En este contexto, de las encuestas que se han llevado a cabo con pacientes de diferentes enfermedades crónicas degenerativas −incluyendo las enfermedades reumáticas− el doble de mujeres califican su estado de salud como malo o muy malo, en comparación con los hombres. A todo ello contribuye −especialmente en la espondiloartritis axial− un diagnóstico más tardío en las mujeres.

En el deterioro de la calidad de vida también hay que incluir una mayor afectación psicológica en las mujeres, especialmente en lo referente a episodios de ansiedad, trastornos del sueño y depresión.

Prevalencia y diagnóstico

En el caso de la espondiloartritis axial no radiográfica, hasta dos tercios de los pacientes son mujeres. Además, el 11% son diagnosticadas erróneamente al principio. De igual modo, esta patología se suele observar en pacientes jóvenes en edad fértil con un diagnóstico más tardío que en los hombres.

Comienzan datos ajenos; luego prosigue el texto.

//! Image utility functions

use anyhow::Result;
use image::{DynamicImage, GenericImageView};

use crate::engine::Region;

/// Decode image from bytes (JPEG, PNG, etc.)
pub fn decode_image(data: &[u8]) -> Result<DynamicImage> {
    let img = image::load_from_memory(data)?;
    Ok(img)
}

/// Crop a region, clamped to the image bounds.
///
/// Returns the crop and its top-left offset in the source image, or `None`
/// when nothing of the region lies inside the image.
pub fn crop_region(
    image: &DynamicImage,
    x1: f32,
    y1: f32,
    x2: f32,
    y2: f32,
) -> Option<(DynamicImage, (u32, u32))> {
    let (img_w, img_h) = image.dimensions();

    let left = x1.max(0.0).floor() as u32;
    let top = y1.max(0.0).floor() as u32;
    let right = (x2.min(img_w as f32).ceil().max(0.0) as u32).min(img_w);
    let bottom = (y2.min(img_h as f32).ceil().max(0.0) as u32).min(img_h);

    if right <= left || bottom <= top {
        return None;
    }

    Some((image.crop_imm(left, top, right - left, bottom - top), (left, top)))
}

/// Crop using a model-produced region.
pub fn crop_to(image: &DynamicImage, region: &Region) -> Option<(DynamicImage, (u32, u32))> {
    crop_region(image, region.x1, region.y1, region.x2, region.y2)
}

#[cfg(test)]
mod tests {
    use super::*;
    use image::{ImageBuffer, Rgb};

    fn blank(w: u32, h: u32) -> DynamicImage {
        DynamicImage::ImageRgb8(ImageBuffer::from_pixel(w, h, Rgb([0u8, 0, 0])))
    }

    #[test]
    fn test_crop_inside() {
        let (crop, offset) = crop_region(&blank(100, 50), 10.0, 5.0, 30.0, 25.0).unwrap();
        assert_eq!(crop.dimensions(), (20, 20));
        assert_eq!(offset, (10, 5));
    }

    #[test]
    fn test_crop_is_clamped() {
        let (crop, offset) = crop_region(&blank(100, 50), -10.0, -5.0, 200.0, 40.0).unwrap();
        assert_eq!(crop.dimensions(), (100, 40));
        assert_eq!(offset, (0, 0));
    }

    #[test]
    fn test_crop_outside_is_none() {
        assert!(crop_region(&blank(100, 50), 150.0, 10.0, 180.0, 20.0).is_none());
    }
}
impl ModelPool {
    /// Create a new model pool
    pub fn new(
        registry: Arc<ModelRegistry>,
        config: &InferenceConfig,
        sink: Arc<dyn AuditSink>,
    ) -> Self {
        let load_locks = registry
            .iter()
            .map(|d| (d.name.clone(), tokio::sync::Mutex::new(())))
            .collect();

        Self {
            registry,
            sink,
            memory_budget: config.memory_budget,
            idle_timeout: config.model_idle_timeout.map(Duration::from_secs),
            entries: RwLock::new(HashMap::new()),
            load_locks,
            available: RwLock::new(HashSet::new()),
            load_times: Mutex::new(HashMap::new()),
            restarts: Mutex::new(HashMap::new()),
            acquires: AtomicU64::new(0),
            shutdown: Notify::new(),
        }
    }

    pub fn registry(&self) -> &Arc<ModelRegistry> {
        &self.registry
    }

    /// Acquire a shared handle, loading the model if it is not resident.
    ///
    /// Concurrent acquirers of the same unloaded model wait for a single
    /// load and all receive the same handle. A failed load leaves no entry
    /// behind and nothing to release.
    pub async fn acquire(self: &Arc<Self>, name: &str) -> Result<ScopedHandle, PoolError> {
        let descriptor = self.enabled_descriptor(name)?;

        if let Some(handle) = self.try_share(name) {
            return Ok(ScopedHandle::new(self.clone(), name, handle));
        }

        let _guard = self.load_lock(name)?.lock().await;

        // Double-check after waiting on the load lock
        if let Some(handle) = self.try_share(name) {
            return Ok(ScopedHandle::new(self.clone(), name, handle));
        }

        let (handle, elapsed) = self.load_model(descriptor).await?;
        {
            let mut entries = self.entries.write();
            entries.insert(
                name.to_string(),
                LoadedModel {
                    handle: handle.clone(),
                    ref_count: 1,
                    loaded_at: Utc::now(),
                    last_access: tokio::time::Instant::now(),
                },
            );
        }
        self.available.write().insert(name.to_string());
        self.acquires.fetch_add(1, Ordering::Relaxed);
        drop(_guard);

        // Counted from here on, even if this future is cancelled below
        let scoped = ScopedHandle::new(self.clone(), name, handle);

        self.warn_if_over_budget();
        record_or_warn(
            self.sink.as_ref(),
            AuditEvent::ModelLoaded {
                model: name.to_string(),
                duration_ms: elapsed.as_millis() as u64,
            },
        )
        .await;

        Ok(scoped)
    }

    /// Give back one reference. Returns the remaining count.
    ///
    /// Only needed directly for handles taken out of scope with
    /// [`ScopedHandle::detach`]; scoped handles call this on drop.
    pub fn release(&self, name: &str) -> Result<u32, PoolError> {
        let mut entries = self.entries.write();
        let entry = entries.get_mut(name).ok_or_else(|| PoolError::NotLoaded {
            name: name.to_string(),
        })?;

        if entry.ref_count == 0 {
            return Err(PoolError::DoubleRelease {
                name: name.to_string(),
            });
        }

        entry.ref_count -= 1;
        entry.last_access = tokio::time::Instant::now();
        debug!("Released model {} (refs: {})", name, entry.ref_count);
        Ok(entry.ref_count)
    }

    /// Free a resident model that nobody holds.
    ///
    /// Returns `true` if the model was freed. Models still in use, and
    /// unknown or never-loaded models, are left alone.
    pub async fn unload(&self, name: &str) -> bool {
        let Some(lock) = self.load_locks.get(name) else {
            return false;
        };
        let _guard = lock.lock().await;

        let removed = {
            let mut entries = self.entries.write();
            match entries.get(name).map(|e| e.ref_count) {
                Some(refs) if refs > 0 => {
                    debug!("Model {} still has {} holders, not unloading", name, refs);
                    None
                }
                Some(_) => entries.remove(name),
                None => None,
            }
        };
        drop(_guard);

        let Some(removed) = removed else {
            return false;
        };
        // The pool's reference goes away here
        drop(removed);

        let memory_cost = self.registry.get(name).map(|d| d.memory_cost).unwrap_or(0);
        info!("Unloaded model {} ({} memory units freed)", name, memory_cost);
        record_or_warn(
            self.sink.as_ref(),
            AuditEvent::ModelFreed {
                model: name.to_string(),
                memory_cost,
            },
        )
        .await;
        true
    }

    /// Unload every resident model that has no holders.
    pub async fn unload_all(&self) -> UnloadReport {
        let resident: Vec<String> = self.entries.read().keys().cloned().collect();

        let mut report = UnloadReport::default();
        for name in resident {
            if self.unload(&name).await {
                report.unloaded.push(name);
            } else if self.is_loaded(&name) {
                report.in_use.push(name);
            }
        }
        report.unloaded.sort();
        report.in_use.sort();
        report
    }

    /// Force a fresh load, replacing the resident handle if there is one.
    ///
    /// Existing holders keep the handle they already have; new acquirers
    /// get the reloaded one. The reference count is carried over. If the
    /// load fails the previous entry is kept.
    ///
    /// Cost is reported per name, so while old holders are still around
    /// the superseded copy stays resident without showing up in
    /// [`PoolStatus::total_loaded_cost`].
    pub async fn reload(&self, name: &str, reason: &str) -> Result<(), PoolError> {
        let reason: ReloadReason = reason.parse()?;
        let descriptor = self.enabled_descriptor(name)?;

        let _guard = self.load_lock(name)?.lock().await;
        info!("Reloading model {} (reason: {})", name, reason);

        let (handle, elapsed) = self.load_model(descriptor).await?;
        let previous = {
            let mut entries = self.entries.write();
            match entries.get_mut(name) {
                Some(entry) => {
                    if entry.ref_count > 0 {
                        warn!(
                            "Model {} reloaded with {} holders, previous copy stays resident until released",
                            name, entry.ref_count
                        );
                    }
                    entry.loaded_at = Utc::now();
                    entry.last_access = tokio::time::Instant::now();
                    Some(std::mem::replace(&mut entry.handle, handle))
                }
                None => {
                    entries.insert(
                        name.to_string(),
                        LoadedModel {
                            handle,
                            ref_count: 0,
                            loaded_at: Utc::now(),
                            last_access: tokio::time::Instant::now(),
                        },
                    );
                    None
                }
            }
        };
        self.available.write().insert(name.to_string());
        *self
            .restarts
            .lock()
            .entry((name.to_string(), reason))
            .or_insert(0) += 1;
        drop(_guard);
        drop(previous);

        self.warn_if_over_budget();
        record_or_warn(
            self.sink.as_ref(),
            AuditEvent::ModelLoaded {
                model: name.to_string(),
                duration_ms: elapsed.as_millis() as u64,
            },
        )
        .await;
        record_or_warn(
            self.sink.as_ref(),
            AuditEvent::ModelRestarted {
                model: name.to_string(),
                reason,
            },
        )
        .await;
        Ok(())
    }

    /// Check if a model is loaded
    pub fn is_loaded(&self, name: &str) -> bool {
        self.entries.read().contains_key(name)
    }

    /// Current holders count, `None` when not resident
    pub fn ref_count(&self, name: &str) -> Option<u32> {
        self.entries.read().get(name).map(|e| e.ref_count)
    }

    /// Restart counter for one `(name, reason)` label pair
    pub fn restart_count(&self, name: &str, reason: ReloadReason) -> u64 {
        self.restarts
            .lock()
            .get(&(name.to_string(), reason))
            .copied()
            .unwrap_or(0)
    }

    /// Get status of all models
    ///
    /// Reads current state only; never waits for an in-flight load.
    pub fn get_status(&self) -> PoolStatus {
        let entries = self.entries.read();
        let available = self.available.read();
        let load_times = self.load_times.lock();

        let models: Vec<ModelStatus> = self
            .registry
            .iter()
            .map(|d| {
                let entry = entries.get(&d.name);
                ModelStatus {
                    name: d.name.clone(),
                    category: d.category,
                    memory_cost: d.memory_cost,
                    enabled: d.enabled,
                    loaded: entry.is_some(),
                    ref_count: entry.map(|e| e.ref_count).unwrap_or(0),
                    loaded_at: entry.map(|e| e.loaded_at),
                    available: available.contains(&d.name),
                    last_load_ms: load_times.get(&d.name).map(|t| t.as_millis() as u64),
                }
            })
            .collect();

        let loaded_names: Vec<String> = models
            .iter()
            .filter(|m| m.loaded)
            .map(|m| m.name.clone())
            .collect();
        let ref_counts = models
            .iter()
            .filter(|m| m.loaded)
            .map(|m| (m.name.clone(), m.ref_count))
            .collect();
        let total_loaded_cost = self.registry.total_cost(&loaded_names);

        let mut restarts: Vec<RestartCount> = self
            .restarts
            .lock()
            .iter()
            .map(|((model, reason), count)| RestartCount {
                model: model.clone(),
                reason: *reason,
                count: *count,
            })
            .collect();
        restarts.sort_by(|a, b| a.model.cmp(&b.model).then(a.reason.cmp(&b.reason)));

        PoolStatus {
            loaded_names,
            ref_counts,
            total_loaded_cost,
            memory_budget: self.memory_budget,
            over_budget: total_loaded_cost > self.memory_budget,
            total_acquires: self.acquires.load(Ordering::Relaxed),
            models,
            restarts,
        }
    }

    fn enabled_descriptor(&self, name: &str) -> Result<&ModelDescriptor, PoolError> {
        let descriptor = self.registry.get(name).ok_or_else(|| PoolError::UnknownModel {
            name: name.to_string(),
        })?;
        if !descriptor.enabled {
            return Err(PoolError::ModelDisabled {
                name: name.to_string(),
            });
        }
        Ok(descriptor)
    }

    fn load_lock(&self, name: &str) -> Result<&tokio::sync::Mutex<()>, PoolError> {
        self.load_locks.get(name).ok_or_else(|| PoolError::UnknownModel {
            name: name.to_string(),
        })
    }

    /// Take another reference on a resident model
    fn try_share(&self, name: &str) -> Option<ModelHandle> {
        let mut entries = self.entries.write();
        let entry = entries.get_mut(name)?;
        entry.ref_count += 1;
        entry.last_access = tokio::time::Instant::now();
        self.acquires.fetch_add(1, Ordering::Relaxed);
        debug!("Acquired model {} (refs: {})", name, entry.ref_count);
        Some(entry.handle.clone())
    }

    async fn load_model(
        &self,
        descriptor: &ModelDescriptor,
    ) -> Result<(ModelHandle, Duration), PoolError> {
        info!("Loading model: {} from {}", descriptor.name, descriptor.path.display());
        let start = Instant::now();

        let handle = descriptor
            .loader
            .load(descriptor)
            .await
            .map_err(|e| PoolError::LoadFailure {
                name: descriptor.name.clone(),
                source: e.into(),
            })?;

        let elapsed = start.elapsed();
        info!("Model {} loaded in {:?}", descriptor.name, elapsed);
        self.load_times.lock().insert(descriptor.name.clone(), elapsed);

        Ok((handle, elapsed))
    }

    fn warn_if_over_budget(&self) {
        let loaded: Vec<String> = self.entries.read().keys().cloned().collect();
        let total = self.registry.total_cost(&loaded);
        if total > self.memory_budget {
            warn!(
                "Resident models use {} memory units, over the budget of {}",
                total, self.memory_budget
            );
        }
    }

    /// Unload models nobody has touched for longer than the idle timeout
    async fn cleanup_idle_models(&self, idle_timeout: Duration) {
        let now = tokio::time::Instant::now();
        let idle: Vec<String> = self
            .entries
            .read()
            .iter()
            .filter(|(_, e)| e.ref_count == 0 && now.duration_since(e.last_access) > idle_timeout)
            .map(|(name, _)| name.clone())
            .collect();

        for name in idle {
            info!("Unloading idle model: {}", name);
            self.unload(&name).await;
        }
    }

    /// Start the background idle sweep. Returns immediately when no idle
    /// timeout is configured.
    pub async fn start_cleanup_task(self: Arc<Self>) {
        let Some(idle_timeout) = self.idle_timeout else {
            debug!("No model idle timeout configured, idle sweep disabled");
            return;
        };
        let check_interval = idle_timeout.min(Duration::from_secs(60));

        loop {
            tokio::select! {
                _ = tokio::time::sleep(check_interval) => {
                    debug!("Running model cleanup check");
                    self.cleanup_idle_models(idle_timeout).await;
                }
                _ = self.shutdown.notified() => {
                    info!("Model pool cleanup task shutting down");
                    break;
                }
            }
        }
    }

    /// Signal shutdown
    pub fn shutdown(&self) {
        self.shutdown.notify_one();
    }
}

Por el contrario, la proporción de hombres con espondilitis anquilosante llega a ser el doble con respecto a las mujeres. El hecho de considerarse una enfermedad masculina hace que los casos femeninos tiendan a detectarse mucho más tarde, con un acceso tardío al especialista y un retraso en el establecimiento de un tratamiento adecuado.

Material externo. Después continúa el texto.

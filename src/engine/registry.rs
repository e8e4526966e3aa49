//! Model Registry
//!
//! Static catalog of model descriptors. Built once at startup and never
//! mutated afterwards, so it can be shared freely behind an `Arc`.

use std::collections::HashMap;
use std::path::PathBuf;
use std::sync::Arc;

use serde::{Deserialize, Serialize};

use super::model::ModelLoader;
use crate::config::ModelConfig;
use crate::error::RegistryError;

/// What kind of output a model produces.
#[derive(Debug, Clone, Copy, PartialEq, Eq, Hash, Serialize, Deserialize)]
#[serde(rename_all = "snake_case")]
pub enum ModelCategory {
    Detection,
    Classification,
    Ocr,
    Pose,
    Depth,
}

impl ModelCategory {
    pub fn as_str(&self) -> &'static str {
        match self {
            ModelCategory::Detection => "detection",
            ModelCategory::Classification => "classification",
            ModelCategory::Ocr => "ocr",
            ModelCategory::Pose => "pose",
            ModelCategory::Depth => "depth",
        }
    }
}

/// Immutable description of a loadable model.
#[derive(Clone)]
pub struct ModelDescriptor {
    pub name: String,
    pub category: ModelCategory,
    /// Memory units the model occupies while resident.
    pub memory_cost: u64,
    pub enabled: bool,
    pub path: PathBuf,
    /// Class labels (classifiers) or charset (OCR).
    pub labels: Vec<String>,
    /// Network input size as (width, height).
    pub input_size: (u32, u32),
    pub loader: Arc<dyn ModelLoader>,
}

impl ModelDescriptor {
    pub fn from_config(config: &ModelConfig, loader: Arc<dyn ModelLoader>) -> Self {
        Self {
            name: config.name.clone(),
            category: config.category,
            memory_cost: config.memory_cost,
            enabled: config.enabled,
            path: config.path.clone(),
            labels: config.labels.clone(),
            input_size: config.input_size,
            loader,
        }
    }
}

impl std::fmt::Debug for ModelDescriptor {
    fn fmt(&self, f: &mut std::fmt::Formatter<'_>) -> std::fmt::Result {
        f.debug_struct("ModelDescriptor")
            .field("name", &self.name)
            .field("category", &self.category)
            .field("memory_cost", &self.memory_cost)
            .field("enabled", &self.enabled)
            .field("path", &self.path)
            .finish_non_exhaustive()
    }
}

/// Read-only catalog of registered models, in registration order.
#[derive(Debug)]
pub struct ModelRegistry {
    descriptors: Vec<ModelDescriptor>,
    index: HashMap<String, usize>,
}

impl ModelRegistry {
    pub fn new(descriptors: Vec<ModelDescriptor>) -> Result<Self, RegistryError> {
        let mut index = HashMap::with_capacity(descriptors.len());
        for (i, descriptor) in descriptors.iter().enumerate() {
            if descriptor.memory_cost == 0 {
                return Err(RegistryError::InvalidMemoryCost {
                    name: descriptor.name.clone(),
                });
            }
            if index.insert(descriptor.name.clone(), i).is_some() {
                return Err(RegistryError::DuplicateModel {
                    name: descriptor.name.clone(),
                });
            }
        }
        Ok(Self { descriptors, index })
    }

    /// Build a registry where every model shares one loader.
    pub fn from_config(
        models: &[ModelConfig],
        loader: Arc<dyn ModelLoader>,
    ) -> Result<Self, RegistryError> {
        let descriptors = models
            .iter()
            .map(|m| ModelDescriptor::from_config(m, loader.clone()))
            .collect();
        Self::new(descriptors)
    }

    pub fn get(&self, name: &str) -> Option<&ModelDescriptor> {
        self.index.get(name).map(|&i| &self.descriptors[i])
    }

    pub fn list_enabled(&self) -> Vec<&ModelDescriptor> {
        self.descriptors.iter().filter(|d| d.enabled).collect()
    }

    /// All descriptors, enabled or not.
    pub fn iter(&self) -> impl Iterator<Item = &ModelDescriptor> {
        self.descriptors.iter()
    }

    /// Sum of memory costs for the given names. Unknown names are skipped.
    pub fn total_cost<S: AsRef<str>>(&self, names: &[S]) -> u64 {
        names
            .iter()
            .filter_map(|n| self.get(n.as_ref()))
            .map(|d| d.memory_cost)
            .sum()
    }

    pub fn len(&self) -> usize {
        self.descriptors.len()
    }

    pub fn is_empty(&self) -> bool {
        self.descriptors.is_empty()
    }
}

#[cfg(test)]
mod tests {
    use super::*;
    use crate::engine::model::{ModelHandle, ModelLoader};
    use async_trait::async_trait;

    struct NeverLoader;

    #[async_trait]
    impl ModelLoader for NeverLoader {
        async fn load(&self, descriptor: &ModelDescriptor) -> anyhow::Result<ModelHandle> {
            anyhow::bail!("{} is not loadable in tests", descriptor.name)
        }
    }

    fn descriptor(name: &str, cost: u64, enabled: bool) -> ModelDescriptor {
        ModelDescriptor {
            name: name.to_string(),
            category: ModelCategory::Classification,
            memory_cost: cost,
            enabled,
            path: PathBuf::from(format!("models/{}.onnx", name)),
            labels: Vec::new(),
            input_size: (224, 224),
            loader: Arc::new(NeverLoader),
        }
    }

    #[test]
    fn test_get_and_list_enabled() {
        let registry = ModelRegistry::new(vec![
            descriptor("pet_classifier", 250, true),
            descriptor("depth_estimator", 900, false),
        ])
        .unwrap();

        assert!(registry.get("pet_classifier").is_some());
        // Disabled models stay queryable
        assert!(!registry.get("depth_estimator").unwrap().enabled);
        assert!(registry.get("missing").is_none());

        let enabled: Vec<&str> = registry.list_enabled().iter().map(|d| d.name.as_str()).collect();
        assert_eq!(enabled, vec!["pet_classifier"]);
    }

    #[test]
    fn test_total_cost_skips_unknown_names() {
        let registry = ModelRegistry::new(vec![
            descriptor("a", 100, true),
            descriptor("b", 50, false),
        ])
        .unwrap();

        assert_eq!(registry.total_cost(&["a", "b", "nope"]), 150);
        assert_eq!(registry.total_cost::<&str>(&[]), 0);
    }

    #[test]
    fn test_rejects_duplicates_and_zero_cost() {
        let dup = ModelRegistry::new(vec![descriptor("a", 1, true), descriptor("a", 2, true)]);
        assert!(matches!(dup, Err(RegistryError::DuplicateModel { .. })));

        let zero = ModelRegistry::new(vec![descriptor("a", 0, true)]);
        assert!(matches!(zero, Err(RegistryError::InvalidMemoryCost { .. })));
    }

    #[test]
    fn test_from_default_config() {
        let config = crate::config::Config::default();
        let registry = ModelRegistry::from_config(&config.models, Arc::new(NeverLoader)).unwrap();
        assert_eq!(registry.len(), config.models.len());
        assert_eq!(registry.get("plate_ocr").unwrap().category, ModelCategory::Ocr);
    }
}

De este modo, en lo concerniente al diagnóstico, existe todavía un margen de mejora para que las mujeres con EspAax sean diagnosticadas correctamente, en el momento óptimo y reciban el tratamiento más adecuado. No en vano, el diagnóstico es uno de los factores que mayor incidencia pueden tener en la evolución de la enfermedad. Según algunos estudios llevados a cabo con un número elevado de pacientes, el retraso en el diagnóstico puede llegar hasta los 8,8 años en mujeres y 6,5 en hombres.

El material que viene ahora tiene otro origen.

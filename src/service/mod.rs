//! Service layer module

pub mod enrichment;
pub mod routing;
pub mod types;

pub use enrichment::EnrichmentService;
pub use routing::{Category, EnrichmentTask};
pub use types::*;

En este sentido, cuanto más inespecíficos son los síntomas, más difícil es establecer un diagnóstico acertado. Por ejemplo, las pacientes que cuentan con dolor generalizado entre sus síntomas presentan el doble de probabilidades de tener un diagnóstico tardío.

De igual modo, otros factores relacionados con la asistencia médica pueden determinar un mayor retraso en el diagnóstico, como la ausencia inicial de pruebas de laboratorio y síntomas concluyentes, la variabilidad en la interpretación de las radiografías y el elevado número de profesionales sanitarios distintos que pueden acabar atendiendo al paciente. Todo ello conlleva peores resultados en la evolución de la enfermedad, con una respuesta menos favorable al tratamiento.

En definitiva, las mejoras en el conocimiento de la enfermedad y de sus diferentes manifestaciones en función del sexo, tanto en atención primaria, como en las diferentes especialidades médicas involucradas (rehabilitación, traumatología, reumatología, etc.) pueden ayudar a que se produzcan diagnósticos más acertados con una mayor antelación, especialmente en la mujer. Todo ello puede determinar un mejor control de la EspAax, con un tratamiento más efectivo que determine una mejor calidad de vida, haciendo especial énfasis en la disminución del dolor y el aumento de la movilidad.